La juridiction d’appel souligne que ce régime ne prévoit que « des injonctions adressées à la personne qui a mis ces locaux ou installations à disposition ou à celle qui en a l’usage de prendre des mesures de nature provisoire ». Contrairement à la procédure d’insalubrité, elle ne peut conduire ni à une interdiction définitive d’habiter ni à une démolition. Par conséquent, la cour en déduit logiquement que pour de telles mesures, « la consultation des intéressés ne présente pas le même caractère de garantie ». La procédure de l’article L. 1331-24 est donc bien autonome et n’emprunte pas les garanties étendues des autres polices de l’habitat.
En validant une interprétation stricte des textes, la décision ne se limite pas à une clarification technique ; elle emporte des conséquences significatives sur l’exercice des pouvoirs de police et l’équilibre des droits en présence.
II. La consécration d’une lecture pragmatique des prérogatives de l’administration
L’arrêt commenté confirme la primauté d’une interprétation à la fois textuelle et finaliste du droit (A), ce qui a pour effet de renforcer l’efficacité de l’action administrative dans la lutte contre l’habitat indigne (B).
A. La primauté d’une interprétation textuelle et finaliste
La cour fonde son raisonnement sur une lecture littérale des dispositions du code de la santé publique, en relevant qu’il « résulte clairement des dispositions » que le champ d’application de l’article L. 1331-27 est limité. Une telle méthode interprétative garantit la sécurité juridique en n’imposant pas à l’administration des contraintes procédurales que le législateur n’a pas explicitement prévues pour un régime donné. L’approche est également finaliste, car elle adapte le degré de protection des administrés à la nature et à la gravité des mesures susceptibles d’être prises.
Cette solution s’inscrit dans une logique de proportionnalité des garanties procédurales. Les procédures pouvant aboutir aux sanctions les plus lourdes pour le droit de propriété doivent être entourées des garanties les plus fortes. Inversement, une procédure visant à prendre des mesures conservatoires ou temporaires peut être mise en œuvre plus rapidement, sans que l’absence de certaines formalités ne constitue une irrégularité.
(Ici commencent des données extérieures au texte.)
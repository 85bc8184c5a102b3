use std::{
    fs,
    future::Future,
    path::{Path, PathBuf},
    pin::Pin,
    sync::Arc,
    task::{Context, Poll},
};

use log::{debug, error};
use parking_lot::Mutex;
use tokio::{
    runtime::{self, Runtime},
    task::JoinHandle,
};

use crate::error::{NeuralTrackError, Result};

/// Completion signal of a single background persist.
///
/// It can be awaited from any executor or waited on synchronously, dropping
/// it detaches the persist which still runs to completion.
#[derive(Debug)]
pub struct PersistHandle {
    task: JoinHandle<Result<()>>,
    runtime: runtime::Handle,
}

impl PersistHandle {
    /// Blocks the current thread until the persist finishes.
    ///
    /// # Returns
    /// The outcome of the write.
    ///
    /// # Panics
    /// If called from within an asynchronous execution context, await the handle instead.
    pub fn wait(self) -> Result<()> {
        let runtime = self.runtime.clone();
        runtime.block_on(self)
    }

    pub fn is_finished(&self) -> bool {
        self.task.is_finished()
    }
}

impl Future for PersistHandle {
    type Output = Result<()>;

    fn poll(self: Pin<&mut Self>, cx: &mut Context<'_>) -> Poll<Self::Output> {
        Pin::new(&mut self.get_mut().task).poll(cx).map(|joined| {
            joined.unwrap_or_else(|e| Err(NeuralTrackError::PersistTask(e.to_string())))
        })
    }
}

/// Writes full log snapshots to a single file off the caller's thread.
///
/// Every snapshot gets an increasing generation number. The write critical
/// section is serialized by a lock that remembers the last written
/// generation, so a persist that loses the race against a newer one is
/// skipped instead of rolling the file back.
#[derive(Debug)]
pub(crate) struct BackgroundWriter {
    path: PathBuf,
    runtime: Option<Runtime>,
    next_generation: u64,
    written: Arc<Mutex<u64>>,
}

impl BackgroundWriter {
    /// Creates a new `BackgroundWriter` for the file at `path`.
    ///
    /// # Errors
    /// Returns an io error if the runtime backing the writes can't be built.
    pub(crate) fn new(path: PathBuf) -> Result<Self> {
        let runtime = runtime::Builder::new_multi_thread()
            .worker_threads(1)
            .thread_name("neuraltrack-persist")
            .build()?;

        Ok(Self {
            path,
            runtime: Some(runtime),
            next_generation: 1,
            written: Arc::new(Mutex::new(0)),
        })
    }

    pub(crate) fn path(&self) -> &Path {
        &self.path
    }

    /// Dispatches a write of `snapshot` without waiting for it.
    ///
    /// # Arguments
    /// * `snapshot` - The encoded contents of the whole log.
    ///
    /// # Returns
    /// The completion signal of the dispatched write.
    pub(crate) fn dispatch(&mut self, snapshot: Vec<u8>) -> PersistHandle {
        let generation = self.bump_generation();
        let path = self.path.clone();
        let written = Arc::clone(&self.written);

        let runtime = self.runtime();
        let task = runtime.spawn_blocking(move || {
            let ret = write_generation(&path, &snapshot, generation, &written);
            if let Err(e) = &ret {
                error!("failed to persist '{}': {e}", path.display());
            }
            ret
        });

        PersistHandle {
            task,
            runtime: runtime.handle().clone(),
        }
    }

    /// Writes `snapshot` on the caller's thread, superseding every dispatched write.
    ///
    /// # Errors
    /// Returns an io error if the file can't be written.
    pub(crate) fn write_now(&mut self, snapshot: &[u8]) -> Result<()> {
        let generation = self.bump_generation();
        write_generation(&self.path, snapshot, generation, &self.written)
    }

    fn bump_generation(&mut self) -> u64 {
        let generation = self.next_generation;
        self.next_generation += 1;
        generation
    }

    fn runtime(&self) -> &Runtime {
        self.runtime.as_ref().expect("runtime is only taken on drop")
    }
}

impl Drop for BackgroundWriter {
    fn drop(&mut self) {
        let Some(runtime) = self.runtime.take() else {
            return;
        };

        // A runtime can't be dropped while blocking inside another one.
        if runtime::Handle::try_current().is_ok() {
            debug!("detaching pending writes of '{}'", self.path.display());
            runtime.shutdown_background();
        } else {
            drop(runtime);
        }
    }
}

fn write_generation(path: &Path, snapshot: &[u8], generation: u64, written: &Mutex<u64>) -> Result<()> {
    let mut last = written.lock();
    if *last > generation {
        debug!("skipping stale snapshot {generation}, {} already written", *last);
        return Ok(());
    }

    fs::write(path, snapshot)?;
    *last = generation;
    Ok(())
}

#[cfg(test)]
mod tests {
    use super::*;

    #[test]
    fn stale_generation_does_not_overwrite_newer_one() {
        let dir = tempfile::tempdir().unwrap();
        let path = dir.path().join("log.json");
        let written = Mutex::new(0);

        write_generation(&path, b"new", 2, &written).unwrap();
        write_generation(&path, b"old", 1, &written).unwrap();

        assert_eq!(fs::read(&path).unwrap(), b"new");
        assert_eq!(*written.lock(), 2);
    }

    #[test]
    fn dispatched_write_lands_on_disk() {
        let dir = tempfile::tempdir().unwrap();
        let path = dir.path().join("log.json");
        let mut writer = BackgroundWriter::new(path.clone()).unwrap();

        writer.dispatch(b"{}".to_vec()).wait().unwrap();

        assert_eq!(fs::read(&path).unwrap(), b"{}");
    }

    #[test]
    fn write_now_supersedes_pending_writes() {
        let dir = tempfile::tempdir().unwrap();
        let path = dir.path().join("log.json");
        let mut writer = BackgroundWriter::new(path.clone()).unwrap();

        let pending = writer.dispatch(b"first".to_vec());
        writer.write_now(b"final").unwrap();
        pending.wait().unwrap();

        assert_eq!(fs::read(&path).unwrap(), b"final");
    }

    #[test]
    fn failed_write_is_reported_through_the_handle() {
        let dir = tempfile::tempdir().unwrap();
        let path = dir.path().join("missing").join("log.json");
        let mut writer = BackgroundWriter::new(path).unwrap();

        let err = writer.dispatch(b"{}".to_vec()).wait().unwrap_err();
        assert!(matches!(err, NeuralTrackError::Io(_)));
    }
}
pub mod error;
pub mod logging;
pub mod visualization;

pub use error::{NeuralTrackError, Result};
pub use logging::{GradientLogger, LossLogger};
use std::path::PathBuf;

use clap::Parser;
use log::info;

use neuraltrack::visualization::{
    self, ChartType, GradientPlotter, PlotConfig, DEFAULT_GRADIENT_PLOT_DIR,
};

/// Plot gradient statistics from a log file.
#[derive(Debug, Parser)]
#[command(name = "neuraltrack-plot-gradient", version)]
struct Args {
    /// Path to the gradient log file.
    #[arg(long = "log_path")]
    log_path: PathBuf,

    /// Directory the plots are saved to.
    #[arg(long = "save_dir", default_value = DEFAULT_GRADIENT_PLOT_DIR)]
    save_dir: PathBuf,

    /// Type of the chart.
    #[arg(long = "chart_type", value_enum, default_value_t = ChartType::Line)]
    chart_type: ChartType,

    /// Open the saved plots in the default viewer.
    #[arg(long = "show_plot")]
    show_plot: bool,

    /// Epoch to plot.
    #[arg(long = "epoch", default_value_t = 1)]
    epoch: usize,

    /// Plot every logged epoch instead of a single one.
    #[arg(long = "all_epochs", conflicts_with = "epoch")]
    all_epochs: bool,

    /// Include bias layers in the plots.
    #[arg(long = "include_bias")]
    include_bias: bool,
}

impl Args {
    fn plot_config(&self) -> PlotConfig {
        PlotConfig {
            save_dir: self.save_dir.clone(),
            chart_type: self.chart_type,
            include_bias: self.include_bias,
            ..PlotConfig::gradient(&self.log_path)
        }
    }

    /// The epoch to plot, `None` for every logged one.
    fn selected_epoch(&self) -> Option<usize> {
        (!self.all_epochs).then_some(self.epoch)
    }
}

fn main() -> anyhow::Result<()> {
    env_logger::init();
    let args = Args::parse();

    info!("plotting gradients of '{}'", args.log_path.display());
    let plotter = GradientPlotter::new(args.plot_config());

    for save_path in plotter.plot_gradients(args.selected_epoch())? {
        println!("Gradient plot saved at {}", save_path.display());

        if args.show_plot {
            visualization::show(&save_path)?;
        }
    }

    Ok(())
}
La valeur de la décision réside dans cette clarification qui évite un formalisme excessif lorsque l’urgence ou la nature du danger ne le justifie pas.
B. Le renforcement de l’efficacité de l’action administrative
La portée de cet arrêt est avant tout pratique. En validant une procédure allégée pour faire cesser un usage dangereux de locaux, la cour dote l’administration d’un outil plus agile et réactif pour lutter contre certaines formes d’habitat indigne. Cette solution évite que des actions nécessaires pour protéger la santé et la sécurité des occupants ne soient paralysées ou retardées par des exigences procédurales conçues pour des situations juridiquement et matériellement différentes.
Il est également à noter que la cour, après avoir statué sur le fond du droit, rejette les conclusions de la société requérante en constatant son désistement d’office faute d’avoir produit un mémoire récapitulatif en appel. Le fait que le juge ait néanmoins pris le soin de se prononcer longuement sur le moyen soulevé par le ministre démontre une volonté pédagogique. Il entend ainsi fixer clairement l’état du droit pour l’avenir, conférant à sa décision une portée qui dépasse le simple cas d’espèce et qui guidera l’action des services préfectoraux.